Помнится, я дала объявление в «Биржевые ведомости» и получила письменное предложение замещать частного врача на Большом проспекте Васильевского острова на углу не то 8-й, не то 10-й линии. Врач был призван в армию, но боялся потерять клиентуру, так как и его заместителя мобилизовали. В квартире жила его жена с детьми и няня. Я принимала больных с двух до четырех и затем делала визиты: больные опускали в почтовый ящик свои адреса, и я посещала их после приема. Много вызовов было к больным детям; особенно помню «Васину деревню» — квадрат домов, принадлежащих купцу Васину, где-то между Малым и Средним проспектами — трущобы, пьянство, драки, больные животы, воспаления легких, скарлатина. Что-то диккенсовское — новая для меня картина.
Плата за визит была полтора рубля, и жена врача отдавала мне половину от сборов. Вскоре жена врача уехала с детьми на Украину, и теперь одна только старая нянька контролировала мою врачебную деятельность. Клиентура врача оказалась привычной, средней, малосостоятельной. Я была не очень опытна и мало-помалу ее растеряла…
А в Зимнем дворце стала работать созданная Временным правительством Чрезвычайная следственная комиссия для расследования деятельности царских министров и сановников. В комиссию вместе с другими видными общественными деятелями входил поэт Александр Блок. К работе этой комиссии привлекались студенты Петроградского университета, среди них был и мой брат Шура. В той же комиссии работала и моя подруга по революционной работе в 1906–1908 годах Маруся Левина[346], известная еще тогда под кличкой «Наташа». Каждый день они приносили домой для переписки наиболее интересные из показаний, которые делались на заседаниях комиссии. (Записи велись стенографистами и переписывались ими на пишущих машинках, а потом их разбирали служащие комиссии.) Деятельность Комиссии вызывала необычайный интерес, всевозможные слухи о ней просачивались в публику и были животрепещущей злобой дня…
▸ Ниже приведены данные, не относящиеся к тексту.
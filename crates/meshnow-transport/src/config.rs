use std::sync::Arc;

use meshnow_wire::header::TYPE_MAX;
use meshnow_wire::{Mac, PacketType};
use parking_lot::RwLock;

use crate::radio::RxMeta;

/// Per-type receive handler, registered via [`ConfigTable::set`] (spec §4.H).
/// Handlers are expected to return promptly; a failure is logged and
/// swallowed rather than propagated to the sender (spec §7).
pub trait PacketHandler: Send + Sync {
    fn handle(&self, src: Mac, payload: &[u8], rx: RxMeta);
}

impl<F: Fn(Mac, &[u8], RxMeta) + Send + Sync> PacketHandler for F {
    fn handle(&self, src: Mac, payload: &[u8], rx: RxMeta) {
        self(src, payload, rx)
    }
}

#[derive(Clone, Default)]
struct Row {
    enabled: bool,
    handler: Option<Arc<dyn PacketHandler>>,
}

/// The event/configuration facade (spec §4.H): one row per packet type,
/// `{enabled, handler}`, mutated through `set_config_for_data_type`.
pub struct ConfigTable {
    rows: RwLock<[Row; TYPE_MAX as usize]>,
}

impl Default for ConfigTable {
    fn default() -> Self {
        Self::new()
    }
}

impl ConfigTable {
    pub fn new() -> Self {
        Self {
            rows: RwLock::new(Default::default()),
        }
    }

    pub fn set(&self, packet_type: PacketType, enabled: bool, handler: Option<Arc<dyn PacketHandler>>) {
        let mut rows = self.rows.write();
        rows[packet_type as usize] = Row { enabled, handler };
    }

    pub fn is_enabled(&self, packet_type: PacketType) -> bool {
        self.rows.read()[packet_type as usize].enabled
    }

    pub fn dispatch(&self, packet_type: PacketType, src: Mac, payload: &[u8], rx: RxMeta) {
        let handler = {
            let rows = self.rows.read();
            rows[packet_type as usize].handler.clone()
        };
        if let Some(handler) = handler {
            handler.handle(src, payload, rx);
        }
    }
}

/// Typed events emitted to the host, spec §4.H. Carries its own `tracing`
/// breadcrumb at the emission site (see [`crate::transport::Transport::emit`]),
/// since this crate's ambient stack treats "notify the host" and "log it"
/// as one concern the way the teacher's `SystemInterface::event_*` callbacks do.
#[derive(Clone, Debug)]
pub enum NodeEvent {
    OtaStarted { responders: usize },
    OtaStatus { addr: Mac, percent: u8 },
    OtaFinish { addr: Mac },
    OtaStopped { addr: Mac },
    LogFlashFull { size: u32 },
    SecStateChanged { addr: Mac, state: &'static str },
}
use crate::error::HandshakeError;

/// Sub-kind byte distinguishing the handshake messages multiplexed onto
/// `SecStatus` (SCAN/INFO) and `Sec` (everything else) packet types.
#[derive(Clone, Copy, PartialEq, Eq, Debug)]
#[repr(u8)]
pub enum MsgKind {
    Scan = 0,
    Info = 1,
    Cmd0 = 2,
    Resp0 = 3,
    Cmd1 = 4,
    Resp1 = 5,
    Key = 6,
    KeyResp = 7,
    Rest = 8,
}

impl MsgKind {
    fn from_u8(v: u8) -> Result<Self, HandshakeError> {
        match v {
            0 => Ok(Self::Scan),
            1 => Ok(Self::Info),
            2 => Ok(Self::Cmd0),
            3 => Ok(Self::Resp0),
            4 => Ok(Self::Cmd1),
            5 => Ok(Self::Resp1),
            6 => Ok(Self::Key),
            7 => Ok(Self::KeyResp),
            8 => Ok(Self::Rest),
            _ => Err(HandshakeError::InvalidArg),
        }
    }
}

/// One decoded handshake-protocol message, spec §4.F sequence diagram.
/// All multi-byte integers and Curve25519 mpi fields are little-endian
/// (spec §6: "the implementation flips from mbedTLS's big-endian
/// representation").
#[derive(Clone, Debug)]
pub enum HandshakeMsg {
    Scan,
    Info { sec_ver: u8 },
    Cmd0 { q_c: [u8; 32] },
    Resp0 { q_d: [u8; 32], rand_d: [u8; 16] },
    Cmd1 { check_c: [u8; 32] },
    Resp1 { check_d: [u8; 32] },
    Key { enc_app_key: [u8; 48] },
    KeyResp,
    Rest,
}

impl HandshakeMsg {
    pub fn kind(&self) -> MsgKind {
        match self {
            Self::Scan => MsgKind::Scan,
            Self::Info { .. } => MsgKind::Info,
            Self::Cmd0 { .. } => MsgKind::Cmd0,
            Self::Resp0 { .. } => MsgKind::Resp0,
            Self::Cmd1 { .. } => MsgKind::Cmd1,
            Self::Resp1 { .. } => MsgKind::Resp1,
            Self::Key { .. } => MsgKind::Key,
            Self::KeyResp => MsgKind::KeyResp,
            Self::Rest => MsgKind::Rest,
        }
    }

    pub fn encode(&self) -> Vec<u8> {
        let mut out = vec![self.kind() as u8];
        match self {
            Self::Scan | Self::KeyResp | Self::Rest => {}
            Self::Info { sec_ver } => out.push(*sec_ver),
            Self::Cmd0 { q_c } => out.extend_from_slice(q_c),
            Self::Resp0 { q_d, rand_d } => {
                out.extend_from_slice(q_d);
                out.extend_from_slice(rand_d);
            }
            Self::Cmd1 { check_c } => out.extend_from_slice(check_c),
            Self::Resp1 { check_d } => out.extend_from_slice(check_d),
            Self::Key { enc_app_key } => out.extend_from_slice(enc_app_key),
        }
        out
    }

    pub fn decode(payload: &[u8]) -> Result<Self, HandshakeError> {
        let kind = *payload.first().ok_or(HandshakeError::InvalidArg)?;
        let kind = MsgKind::from_u8(kind)?;
        let rest = &payload[1..];
        Ok(match kind {
            MsgKind::Scan => Self::Scan,
            MsgKind::Info => Self::Info {
                sec_ver: *rest.first().ok_or(HandshakeError::InvalidArg)?,
            },
            MsgKind::Cmd0 => Self::Cmd0 { q_c: take32(rest)? },
            MsgKind::Resp0 => {
                if rest.len() < 48 {
                    return Err(HandshakeError::InvalidArg);
                }
                let mut q_d = [0u8; 32];
                let mut rand_d = [0u8; 16];
                q_d.copy_from_slice(&rest[0..32]);
                rand_d.copy_from_slice(&rest[32..48]);
                Self::Resp0 { q_d, rand_d }
            }
            MsgKind::Cmd1 => Self::Cmd1 { check_c: take32(rest)? },
            MsgKind::Resp1 => Self::Resp1 { check_d: take32(rest)? },
            MsgKind::Key => {
                if rest.len() < 48 {
                    return Err(HandshakeError::InvalidArg);
                }
                let mut enc_app_key = [0u8; 48];
                enc_app_key.copy_from_slice(&rest[0..48]);
                Self::Key { enc_app_key }
            }
            MsgKind::KeyResp => Self::KeyResp,
            MsgKind::Rest => Self::Rest,
        })
    }
}

fn take32(rest: &[u8]) -> Result<[u8; 32], HandshakeError> {
    if rest.len() < 32 {
        return Err(HandshakeError::InvalidArg);
    }
    let mut out = [0u8; 32];
    out.copy_from_slice(&rest[0..32]);
    Ok(out)
}

#[cfg(test)]
mod tests {
    use super::*;

    #[test]
    fn cmd0_round_trips() {
        let msg = HandshakeMsg::Cmd0 { q_c: [7u8; 32] };
        let wire = msg.encode();
        let decoded = HandshakeMsg::decode(&wire).unwrap();
        assert!(matches!(decoded, HandshakeMsg::Cmd0 { q_c } if q_c == [7u8; 32]));
    }

    #[test]
    fn resp0_round_trips() {
        let msg = HandshakeMsg::Resp0 { q_d: [1u8; 32], rand_d: [2u8; 16] };
        let decoded = HandshakeMsg::decode(&msg.encode()).unwrap();
        assert!(matches!(decoded, HandshakeMsg::Resp0 { q_d, rand_d } if q_d == [1u8; 32] && rand_d == [2u8; 16]));
    }

    #[test]
    fn truncated_payload_is_rejected() {
        assert!(matches!(HandshakeMsg::decode(&[MsgKind::Cmd0 as u8, 1, 2]), Err(HandshakeError::InvalidArg)));
    }

    #[test]
    fn empty_payload_is_rejected() {
        assert!(matches!(HandshakeMsg::decode(&[]), Err(HandshakeError::InvalidArg)));
    }
}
Неожиданно я получила открытку из Гавани от думского врача Волковой, приглашавшей меня заменить ее на один месяц. Это была неожиданная радость в те трудные дни.
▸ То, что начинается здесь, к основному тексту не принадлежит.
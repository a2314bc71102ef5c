use aes::cipher::{KeyIvInit, StreamCipher};
use ctr::Ctr128BE;
use rand_core::OsRng;
use sha2::{Digest, Sha256};
use x25519_dalek::{PublicKey, StaticSecret};

type Aes128Ctr = Ctr128BE<aes::Aes128>;

/// One side's Curve25519 endpoint for the key-handshake (spec §4.F/§9).
/// Uses `StaticSecret` rather than `EphemeralSecret` because the protocol
/// needs to perform the ECDH step after further messages have been
/// exchanged, and `EphemeralSecret` is consumed by its first use.
pub struct EphemeralKeyPair {
    secret: StaticSecret,
    public: PublicKey,
}

impl EphemeralKeyPair {
    pub fn generate() -> Self {
        let secret = StaticSecret::random_from_rng(OsRng);
        let public = PublicKey::from(&secret);
        Self { secret, public }
    }

    /// Little-endian wire bytes, matching spec §6's "mpi integers are
    /// written little-endian" rule (Curve25519 byte order already matches
    /// little-endian convention, unlike mbedTLS's big-endian `mpi`).
    pub fn public_bytes(&self) -> [u8; 32] {
        self.public.to_bytes()
    }

    pub fn diffie_hellman(&self, peer_public: &[u8; 32]) -> [u8; 32] {
        let peer = PublicKey::from(*peer_public);
        self.secret.diffie_hellman(&peer).to_bytes()
    }
}

/// `SHA-256(PoP)` XOR'd into the raw ECDH output, binding the session to
/// proof-of-possession (spec §4.F/§6).
pub fn pop_mask(shared_secret: &[u8; 32], pop: &[u8]) -> [u8; 32] {
    let digest = Sha256::digest(pop);
    let mut out = [0u8; 32];
    for i in 0..32 {
        out[i] = shared_secret[i] ^ digest[i];
    }
    out
}

/// Convenience wrapper combining ECDH and the PoP mask in one call.
pub fn ecdh_shared_secret(pair: &EphemeralKeyPair, peer_public: &[u8; 32], pop: &[u8]) -> [u8; 32] {
    pop_mask(&pair.diffie_hellman(peer_public), pop)
}

/// AES-128-CTR "verifier cipher" keyed with the masked shared secret `k`
/// and nonce `device_random`, applied to `plaintext` (spec §4.F: `enc_ver =
/// AES-CTR(k, rand_d, Q_d)`, `check_c = AES-CTR(k, rand_d, Q_d)`, etc).
/// CTR mode makes this the same operation for both directions.
pub fn ctr_verifier(k: &[u8; 32], device_random: &[u8; 16], plaintext: &[u8]) -> Vec<u8> {
    // Only the low 128 bits of k key the AES-128 block cipher; the upper
    // half still contributed to binding via the XOR in pop_mask.
    let mut cipher = Aes128Ctr::new(k[0..16].into(), device_random.into());
    let mut buf = plaintext.to_vec();
    cipher.apply_keystream(&mut buf);
    buf
}

#[cfg(test)]
mod tests {
    use super::*;

    #[test]
    fn ecdh_is_symmetric_once_pop_masked() {
        let a = EphemeralKeyPair::generate();
        let b = EphemeralKeyPair::generate();
        let pop = b"shared-secret-string";
        let sa = ecdh_shared_secret(&a, &b.public_bytes(), pop);
        let sb = ecdh_shared_secret(&b, &a.public_bytes(), pop);
        assert_eq!(sa, sb);
    }

    #[test]
    fn mismatched_pop_breaks_the_binding() {
        let a = EphemeralKeyPair::generate();
        let b = EphemeralKeyPair::generate();
        let sa = ecdh_shared_secret(&a, &b.public_bytes(), b"hello");
        let sb = ecdh_shared_secret(&b, &a.public_bytes(), b"HELLO");
        assert_ne!(sa, sb);
    }

    #[test]
    fn ctr_verifier_round_trips_through_reapplication() {
        let k = [7u8; 32];
        let nonce = [1u8; 16];
        let plaintext = b"device-public-key-material------";
        let ct = ctr_verifier(&k, &nonce, plaintext);
        let pt = ctr_verifier(&k, &nonce, &ct);
        assert_eq!(pt, plaintext);
    }

    #[test]
    fn different_device_random_changes_ciphertext() {
        let k = [7u8; 32];
        let plaintext = b"same-plaintext-bytes-here------";
        let ct1 = ctr_verifier(&k, &[1u8; 16], plaintext);
        let ct2 = ctr_verifier(&k, &[2u8; 16], plaintext);
        assert_ne!(ct1, ct2);
    }
}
Бесплатная медицинская помощь была организована так: больные, которым был нужен врач, опускали записку в ящик у дверей городской гаванской амбулатории в небольшом деревянном домике. Записок было довольно много, и я отбирала те, которые казались мне неотложными. До полудня я вела прием по всем болезням (и взрослых, и детей), а после двенадцати бегала по рабочим домишкам Гавани с визитами. Запомнилось обилие больных детей, недоедание, отсутствие молока, сахара, нехватка хлеба — результаты четырех лет войны; здесь, на рабочей окраине, они сказывались с особой силой.
После разговоров о болезнях и трудностях жизни первым вопросом женщин всегда было: «Доктор, когда же кончится война?»
Домой я добиралась с трудом, так как трамваи были забиты[347], а я везла с собой в портфеле бутылку коровьего молока для сынишки (Мишина кормилица Даша уехала на Киевщину, оставив нас на произвол судьбы). Добравшись до дому, одну за другой глотала газеты (их появилось вдруг очень много, и дневных, и вечерних, — мальчишки-газетчики носились по улицам, выкрикивая их названия и наиболее удивительные происшествия дня). Помню, как на углу Невского и Литейного у остановки трамвая мальчишка лет одиннадцати звонко кричал: «Газета „Копейка“. „Наступление Ледникового периода“». Никто не удивлялся.
346
М.Н. Левина (тогда — Пумпянская) жила на Васильевском острове вместе со своим мужем Л.М. Пумпянским, работавшим управляющим отделом рынка труда Министерства труда Временного правительства и одновременно (до ноября 1917 г.) сотрудничавшим в ежедневной «Рабочей газете» (органе петроградской организации РСДРП меньшевиков).
347
Трамвай № 5 шел по Невскому через Дворцовый мост мимо университета и по 8-й линии сворачивал на Большой проспект, а по нему и до Весельной улицы.